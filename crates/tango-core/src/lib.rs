//! tango-core — Adaptive question engine for Japanese vocabulary drills.
//!
//! This crate holds the vocabulary model, the per-item learner state files,
//! question field selection, fuzzy answer scoring, and the interactive
//! session loop. The `tango` binary is a thin wrapper around it.

pub mod error;
pub mod evaluate;
pub mod input;
pub mod question;
pub mod session;
pub mod stats;
pub mod store;
pub mod vocab;

pub use error::{FeedError, InputError, QuestionError};
pub use evaluate::{score, Evaluation};
pub use question::Question;
pub use session::{Mode, Session, SessionScope, SessionSummary};
pub use store::AnnotationStore;
pub use vocab::{Item, ItemKind, Level, Vocabulary};
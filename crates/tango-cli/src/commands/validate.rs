//! The `tango validate` command.

use std::collections::BTreeMap;
use std::path::PathBuf;

use anyhow::Result;

use tango_core::{Item, Vocabulary};

use crate::config::load_config_from;

pub fn execute(config_path: Option<PathBuf>) -> Result<()> {
    let config = load_config_from(config_path.as_deref())?;
    let kanji_path = config.kanji_if_present();
    if kanji_path.is_none() {
        println!(
            "Kanji feed {} not found, checking words only.",
            config.kanji.display()
        );
    }

    let vocab = Vocabulary::load(&config.words, kanji_path)?;

    println!(
        "Word feed: {} ({} words)",
        config.words.display(),
        vocab.words().len()
    );
    print_levels(vocab.words(), |item| match item {
        Item::Word(w) => Some(w.level_tag.clone()).filter(|t| !t.is_empty()),
        Item::Kanji(_) => None,
    });

    if kanji_path.is_some() {
        println!(
            "Kanji feed: {} ({} kanji)",
            config.kanji.display(),
            vocab.kanji().len()
        );
        print_levels(vocab.kanji(), |item| match item {
            Item::Kanji(k) => k.jlpt_new.map(|n| format!("N{n}")),
            Item::Word(_) => None,
        });
    }

    println!("All feeds valid.");
    Ok(())
}

fn print_levels(items: &[Item], level_of: impl Fn(&Item) -> Option<String>) {
    let mut counts: BTreeMap<String, usize> = BTreeMap::new();
    let mut untagged = 0;
    for item in items {
        match level_of(item) {
            Some(level) => *counts.entry(level).or_default() += 1,
            None => untagged += 1,
        }
    }
    for (level, count) in &counts {
        println!("  {level}: {count}");
    }
    if untagged > 0 {
        println!("  (no level): {untagged}");
    }
}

**What to do**
If a line in the data above includes the string "display", copy it.

**Expected answer**
            config.kanji.display()
        config.words.display(),
            config.kanji.display(),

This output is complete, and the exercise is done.